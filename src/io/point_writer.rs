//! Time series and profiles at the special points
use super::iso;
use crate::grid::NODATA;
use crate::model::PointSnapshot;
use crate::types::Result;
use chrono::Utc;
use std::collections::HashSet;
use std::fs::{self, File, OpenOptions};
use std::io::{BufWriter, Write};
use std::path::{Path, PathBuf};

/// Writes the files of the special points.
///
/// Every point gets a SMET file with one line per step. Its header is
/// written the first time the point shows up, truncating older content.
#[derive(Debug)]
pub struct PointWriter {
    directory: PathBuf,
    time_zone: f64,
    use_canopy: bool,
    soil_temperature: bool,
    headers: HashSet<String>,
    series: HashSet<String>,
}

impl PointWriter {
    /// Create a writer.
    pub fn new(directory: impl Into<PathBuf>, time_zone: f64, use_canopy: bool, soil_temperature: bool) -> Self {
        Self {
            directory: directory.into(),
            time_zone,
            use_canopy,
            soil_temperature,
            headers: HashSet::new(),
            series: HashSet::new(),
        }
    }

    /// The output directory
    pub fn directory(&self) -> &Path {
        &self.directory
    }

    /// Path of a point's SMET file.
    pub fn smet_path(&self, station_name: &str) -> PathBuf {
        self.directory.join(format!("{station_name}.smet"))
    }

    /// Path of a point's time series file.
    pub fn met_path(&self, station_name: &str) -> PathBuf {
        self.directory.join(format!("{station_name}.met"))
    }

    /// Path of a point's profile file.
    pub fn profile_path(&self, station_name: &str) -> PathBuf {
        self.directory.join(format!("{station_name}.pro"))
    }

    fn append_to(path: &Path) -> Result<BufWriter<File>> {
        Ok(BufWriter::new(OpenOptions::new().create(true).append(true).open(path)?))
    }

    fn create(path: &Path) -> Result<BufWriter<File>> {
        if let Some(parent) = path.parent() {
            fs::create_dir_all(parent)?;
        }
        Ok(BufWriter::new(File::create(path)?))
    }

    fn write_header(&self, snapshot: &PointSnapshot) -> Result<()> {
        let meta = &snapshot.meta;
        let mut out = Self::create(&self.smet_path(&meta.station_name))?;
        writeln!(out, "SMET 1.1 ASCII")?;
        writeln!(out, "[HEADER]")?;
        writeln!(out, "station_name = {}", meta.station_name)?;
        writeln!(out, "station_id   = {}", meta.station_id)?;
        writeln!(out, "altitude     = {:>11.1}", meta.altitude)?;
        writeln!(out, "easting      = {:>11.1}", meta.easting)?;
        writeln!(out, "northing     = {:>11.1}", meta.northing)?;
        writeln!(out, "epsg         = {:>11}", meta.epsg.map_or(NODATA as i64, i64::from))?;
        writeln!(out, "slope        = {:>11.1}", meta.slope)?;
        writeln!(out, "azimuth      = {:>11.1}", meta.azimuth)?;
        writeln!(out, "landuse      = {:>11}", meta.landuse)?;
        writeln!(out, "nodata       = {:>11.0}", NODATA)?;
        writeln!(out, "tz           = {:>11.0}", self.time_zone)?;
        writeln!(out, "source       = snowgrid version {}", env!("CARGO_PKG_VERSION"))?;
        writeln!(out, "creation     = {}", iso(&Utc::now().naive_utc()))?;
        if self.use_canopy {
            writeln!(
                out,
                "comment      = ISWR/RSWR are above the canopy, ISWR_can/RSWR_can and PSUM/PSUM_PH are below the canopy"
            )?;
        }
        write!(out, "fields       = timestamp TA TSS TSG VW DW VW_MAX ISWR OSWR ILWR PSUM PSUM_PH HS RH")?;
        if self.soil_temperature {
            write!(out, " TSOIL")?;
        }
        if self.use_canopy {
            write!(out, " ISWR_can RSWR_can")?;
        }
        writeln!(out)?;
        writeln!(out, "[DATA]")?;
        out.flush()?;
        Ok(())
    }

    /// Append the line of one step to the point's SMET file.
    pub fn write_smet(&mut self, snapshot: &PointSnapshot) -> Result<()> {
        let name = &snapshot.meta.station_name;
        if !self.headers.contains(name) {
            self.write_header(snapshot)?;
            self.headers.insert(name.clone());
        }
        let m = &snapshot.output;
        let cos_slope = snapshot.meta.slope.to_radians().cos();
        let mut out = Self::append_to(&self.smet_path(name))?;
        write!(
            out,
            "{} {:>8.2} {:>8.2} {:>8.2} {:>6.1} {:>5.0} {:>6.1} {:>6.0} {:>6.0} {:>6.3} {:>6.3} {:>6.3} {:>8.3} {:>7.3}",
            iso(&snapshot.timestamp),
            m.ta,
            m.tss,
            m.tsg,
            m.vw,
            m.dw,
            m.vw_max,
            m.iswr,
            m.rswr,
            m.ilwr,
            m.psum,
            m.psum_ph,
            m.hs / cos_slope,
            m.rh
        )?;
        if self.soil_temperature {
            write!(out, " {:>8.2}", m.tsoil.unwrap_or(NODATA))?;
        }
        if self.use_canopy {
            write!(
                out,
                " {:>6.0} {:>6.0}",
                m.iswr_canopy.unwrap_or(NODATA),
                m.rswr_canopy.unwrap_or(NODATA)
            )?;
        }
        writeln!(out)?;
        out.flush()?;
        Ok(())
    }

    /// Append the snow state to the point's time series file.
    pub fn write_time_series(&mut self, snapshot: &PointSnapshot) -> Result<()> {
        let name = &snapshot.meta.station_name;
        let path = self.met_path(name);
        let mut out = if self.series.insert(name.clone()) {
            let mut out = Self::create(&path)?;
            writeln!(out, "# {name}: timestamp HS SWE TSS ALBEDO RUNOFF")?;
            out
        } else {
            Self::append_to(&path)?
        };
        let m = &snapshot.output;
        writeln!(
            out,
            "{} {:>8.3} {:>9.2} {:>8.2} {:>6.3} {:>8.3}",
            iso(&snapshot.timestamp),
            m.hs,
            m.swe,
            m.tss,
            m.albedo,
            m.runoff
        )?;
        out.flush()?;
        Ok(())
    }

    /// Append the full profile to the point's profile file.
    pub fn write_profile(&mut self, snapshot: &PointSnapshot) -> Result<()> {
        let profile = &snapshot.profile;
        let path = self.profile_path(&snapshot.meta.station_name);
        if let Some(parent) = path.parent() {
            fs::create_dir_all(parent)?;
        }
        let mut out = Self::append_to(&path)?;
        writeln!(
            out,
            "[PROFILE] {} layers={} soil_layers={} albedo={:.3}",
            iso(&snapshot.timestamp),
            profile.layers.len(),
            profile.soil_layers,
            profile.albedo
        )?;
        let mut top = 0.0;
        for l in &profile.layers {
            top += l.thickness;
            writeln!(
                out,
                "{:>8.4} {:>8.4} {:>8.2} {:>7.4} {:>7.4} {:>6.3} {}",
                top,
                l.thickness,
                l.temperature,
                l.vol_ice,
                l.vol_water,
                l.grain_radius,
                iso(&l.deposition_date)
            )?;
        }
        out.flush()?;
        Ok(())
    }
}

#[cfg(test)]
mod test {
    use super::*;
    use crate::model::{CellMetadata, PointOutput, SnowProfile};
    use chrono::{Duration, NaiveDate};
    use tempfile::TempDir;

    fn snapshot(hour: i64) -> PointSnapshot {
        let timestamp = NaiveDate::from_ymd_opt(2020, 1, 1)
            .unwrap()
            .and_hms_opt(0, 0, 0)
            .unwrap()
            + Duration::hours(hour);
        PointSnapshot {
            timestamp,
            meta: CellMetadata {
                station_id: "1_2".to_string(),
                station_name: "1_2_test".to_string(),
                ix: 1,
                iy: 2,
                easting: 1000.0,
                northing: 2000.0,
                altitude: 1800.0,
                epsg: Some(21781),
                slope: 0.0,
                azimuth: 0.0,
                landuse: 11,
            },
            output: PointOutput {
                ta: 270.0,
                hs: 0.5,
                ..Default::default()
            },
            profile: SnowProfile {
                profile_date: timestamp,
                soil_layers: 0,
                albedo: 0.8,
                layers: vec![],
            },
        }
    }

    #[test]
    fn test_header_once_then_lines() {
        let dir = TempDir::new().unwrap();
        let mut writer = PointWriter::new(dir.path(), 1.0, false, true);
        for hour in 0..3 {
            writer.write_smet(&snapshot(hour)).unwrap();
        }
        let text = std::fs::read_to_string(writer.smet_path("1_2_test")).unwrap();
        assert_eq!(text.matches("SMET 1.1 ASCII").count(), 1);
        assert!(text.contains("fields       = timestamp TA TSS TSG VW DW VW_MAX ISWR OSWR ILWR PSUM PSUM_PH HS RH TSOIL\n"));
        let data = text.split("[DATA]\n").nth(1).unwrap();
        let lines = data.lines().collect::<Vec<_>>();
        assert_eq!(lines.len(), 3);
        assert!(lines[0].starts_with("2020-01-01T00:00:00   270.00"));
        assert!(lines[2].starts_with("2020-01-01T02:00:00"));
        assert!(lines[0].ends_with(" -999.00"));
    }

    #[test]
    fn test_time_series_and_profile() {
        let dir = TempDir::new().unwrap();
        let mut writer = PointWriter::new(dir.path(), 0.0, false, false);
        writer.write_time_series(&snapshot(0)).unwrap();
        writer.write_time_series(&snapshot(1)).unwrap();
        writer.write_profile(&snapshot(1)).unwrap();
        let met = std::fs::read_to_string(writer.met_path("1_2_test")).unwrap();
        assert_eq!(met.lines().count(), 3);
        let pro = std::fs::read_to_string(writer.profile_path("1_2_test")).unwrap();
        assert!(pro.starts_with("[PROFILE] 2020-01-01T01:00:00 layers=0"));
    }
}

____________________

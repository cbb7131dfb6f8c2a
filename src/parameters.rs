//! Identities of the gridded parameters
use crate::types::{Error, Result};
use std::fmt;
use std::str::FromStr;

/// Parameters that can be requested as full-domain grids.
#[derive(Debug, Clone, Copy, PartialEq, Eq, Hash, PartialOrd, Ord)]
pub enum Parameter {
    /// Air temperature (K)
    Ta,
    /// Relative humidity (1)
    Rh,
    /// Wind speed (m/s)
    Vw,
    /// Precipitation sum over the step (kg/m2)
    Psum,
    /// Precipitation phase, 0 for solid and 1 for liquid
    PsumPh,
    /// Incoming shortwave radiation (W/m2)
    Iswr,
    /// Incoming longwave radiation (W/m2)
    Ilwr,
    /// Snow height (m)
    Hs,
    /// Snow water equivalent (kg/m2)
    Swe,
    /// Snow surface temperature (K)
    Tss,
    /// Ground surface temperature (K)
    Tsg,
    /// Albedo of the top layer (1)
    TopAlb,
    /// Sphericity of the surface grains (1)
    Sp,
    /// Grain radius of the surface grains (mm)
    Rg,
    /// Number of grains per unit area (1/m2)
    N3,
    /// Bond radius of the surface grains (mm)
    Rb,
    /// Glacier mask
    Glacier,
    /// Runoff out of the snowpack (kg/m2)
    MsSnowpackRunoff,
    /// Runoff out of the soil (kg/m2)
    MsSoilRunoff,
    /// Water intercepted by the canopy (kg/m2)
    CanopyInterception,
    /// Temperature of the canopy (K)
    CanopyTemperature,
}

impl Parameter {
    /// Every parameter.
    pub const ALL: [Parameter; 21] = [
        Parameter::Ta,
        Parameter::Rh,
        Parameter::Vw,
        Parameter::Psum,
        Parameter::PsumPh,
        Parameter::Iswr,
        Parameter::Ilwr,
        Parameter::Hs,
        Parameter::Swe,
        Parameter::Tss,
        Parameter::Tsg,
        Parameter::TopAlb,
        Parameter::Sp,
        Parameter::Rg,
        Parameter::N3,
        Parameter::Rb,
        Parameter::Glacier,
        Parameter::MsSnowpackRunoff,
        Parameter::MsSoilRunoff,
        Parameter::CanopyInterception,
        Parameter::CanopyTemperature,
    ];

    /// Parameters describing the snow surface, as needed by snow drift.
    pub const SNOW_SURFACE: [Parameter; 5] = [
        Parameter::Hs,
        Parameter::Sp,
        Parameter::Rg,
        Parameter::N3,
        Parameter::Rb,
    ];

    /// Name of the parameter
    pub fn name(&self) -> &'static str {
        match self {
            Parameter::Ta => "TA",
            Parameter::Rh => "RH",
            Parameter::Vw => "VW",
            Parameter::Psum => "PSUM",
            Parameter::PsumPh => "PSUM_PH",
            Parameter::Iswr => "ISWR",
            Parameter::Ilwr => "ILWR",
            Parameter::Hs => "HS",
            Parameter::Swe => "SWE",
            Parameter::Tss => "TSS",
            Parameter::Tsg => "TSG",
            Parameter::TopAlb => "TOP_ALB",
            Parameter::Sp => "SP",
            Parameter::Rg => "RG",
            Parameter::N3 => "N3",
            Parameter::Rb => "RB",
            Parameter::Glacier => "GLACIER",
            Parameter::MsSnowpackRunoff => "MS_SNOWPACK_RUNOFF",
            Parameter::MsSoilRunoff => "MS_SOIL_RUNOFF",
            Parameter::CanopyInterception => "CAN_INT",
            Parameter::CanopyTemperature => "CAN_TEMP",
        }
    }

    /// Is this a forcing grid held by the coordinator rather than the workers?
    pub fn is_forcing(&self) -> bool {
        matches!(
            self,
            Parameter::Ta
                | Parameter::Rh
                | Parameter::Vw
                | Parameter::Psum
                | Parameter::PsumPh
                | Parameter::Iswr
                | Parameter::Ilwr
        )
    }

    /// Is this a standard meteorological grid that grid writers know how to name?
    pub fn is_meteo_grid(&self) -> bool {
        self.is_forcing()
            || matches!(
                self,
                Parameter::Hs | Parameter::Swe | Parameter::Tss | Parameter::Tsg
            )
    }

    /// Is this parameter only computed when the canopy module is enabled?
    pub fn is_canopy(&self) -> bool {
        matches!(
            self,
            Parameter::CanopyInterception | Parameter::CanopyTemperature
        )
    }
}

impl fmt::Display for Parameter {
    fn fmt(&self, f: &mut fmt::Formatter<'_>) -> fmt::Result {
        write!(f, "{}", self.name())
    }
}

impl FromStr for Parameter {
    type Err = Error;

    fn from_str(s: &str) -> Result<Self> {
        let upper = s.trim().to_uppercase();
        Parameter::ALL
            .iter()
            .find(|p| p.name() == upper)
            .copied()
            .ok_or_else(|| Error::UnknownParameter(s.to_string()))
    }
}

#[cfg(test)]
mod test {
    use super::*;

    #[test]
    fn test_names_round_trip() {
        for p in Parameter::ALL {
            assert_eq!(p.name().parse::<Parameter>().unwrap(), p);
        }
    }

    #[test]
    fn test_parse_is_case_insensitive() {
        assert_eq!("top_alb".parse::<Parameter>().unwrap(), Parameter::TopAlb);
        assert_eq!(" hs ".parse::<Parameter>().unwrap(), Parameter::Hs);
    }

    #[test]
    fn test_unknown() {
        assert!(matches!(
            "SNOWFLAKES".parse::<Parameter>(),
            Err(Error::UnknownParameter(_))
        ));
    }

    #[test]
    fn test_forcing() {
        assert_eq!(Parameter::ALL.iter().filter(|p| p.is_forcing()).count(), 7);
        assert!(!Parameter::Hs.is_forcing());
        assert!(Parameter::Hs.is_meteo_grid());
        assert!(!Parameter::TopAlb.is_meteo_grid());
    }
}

____________________

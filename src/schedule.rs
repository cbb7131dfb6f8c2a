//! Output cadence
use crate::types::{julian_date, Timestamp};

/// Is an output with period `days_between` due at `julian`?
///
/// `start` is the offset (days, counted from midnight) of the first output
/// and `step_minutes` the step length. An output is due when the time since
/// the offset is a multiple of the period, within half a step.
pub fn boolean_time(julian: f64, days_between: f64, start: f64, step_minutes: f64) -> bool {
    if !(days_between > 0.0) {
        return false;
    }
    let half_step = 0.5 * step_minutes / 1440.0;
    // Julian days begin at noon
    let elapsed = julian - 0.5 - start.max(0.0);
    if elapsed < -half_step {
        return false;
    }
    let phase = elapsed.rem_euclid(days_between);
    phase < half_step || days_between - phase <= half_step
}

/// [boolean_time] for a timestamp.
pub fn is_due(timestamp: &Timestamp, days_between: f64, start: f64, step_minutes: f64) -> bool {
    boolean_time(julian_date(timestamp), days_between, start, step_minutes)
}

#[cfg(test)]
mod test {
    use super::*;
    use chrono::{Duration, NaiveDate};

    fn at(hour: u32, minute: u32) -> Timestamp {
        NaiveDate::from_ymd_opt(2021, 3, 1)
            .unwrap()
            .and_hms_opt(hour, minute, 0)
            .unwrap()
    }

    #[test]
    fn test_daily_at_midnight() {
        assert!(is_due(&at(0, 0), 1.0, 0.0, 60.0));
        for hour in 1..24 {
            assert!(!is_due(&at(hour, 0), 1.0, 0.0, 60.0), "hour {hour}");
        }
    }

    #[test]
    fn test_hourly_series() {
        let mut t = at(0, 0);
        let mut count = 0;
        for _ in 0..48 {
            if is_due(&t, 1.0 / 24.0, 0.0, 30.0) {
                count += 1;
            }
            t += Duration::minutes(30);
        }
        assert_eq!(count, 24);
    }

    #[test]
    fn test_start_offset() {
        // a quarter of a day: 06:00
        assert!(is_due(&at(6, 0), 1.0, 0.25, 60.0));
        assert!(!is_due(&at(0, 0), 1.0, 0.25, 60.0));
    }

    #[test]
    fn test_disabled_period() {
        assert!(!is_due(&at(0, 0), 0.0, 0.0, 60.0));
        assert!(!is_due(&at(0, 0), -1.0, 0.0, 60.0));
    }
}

____________________

In the entries above, the lines from the one bearing "filename src/io/point_writer.rs" up to and including the one bearing "Create a writer." should be transcribed exactly; no other line is wanted.

filename src/io/point_writer.rs
//! Time series and profiles at the special points
use super::iso;
use crate::grid::NODATA;
use crate::model::PointSnapshot;
use crate::types::Result;
use chrono::Utc;
use std::collections::HashSet;
use std::fs::{self, File, OpenOptions};
use std::io::{BufWriter, Write};
use std::path::{Path, PathBuf};

/// Writes the files of the special points.
///
/// Every point gets a SMET file with one line per step. Its header is
/// written the first time the point shows up, truncating older content.
#[derive(Debug)]
pub struct PointWriter {
    directory: PathBuf,
    time_zone: f64,
    use_canopy: bool,
    soil_temperature: bool,
    headers: HashSet<String>,
    series: HashSet<String>,
}

impl PointWriter {
    /// Create a writer.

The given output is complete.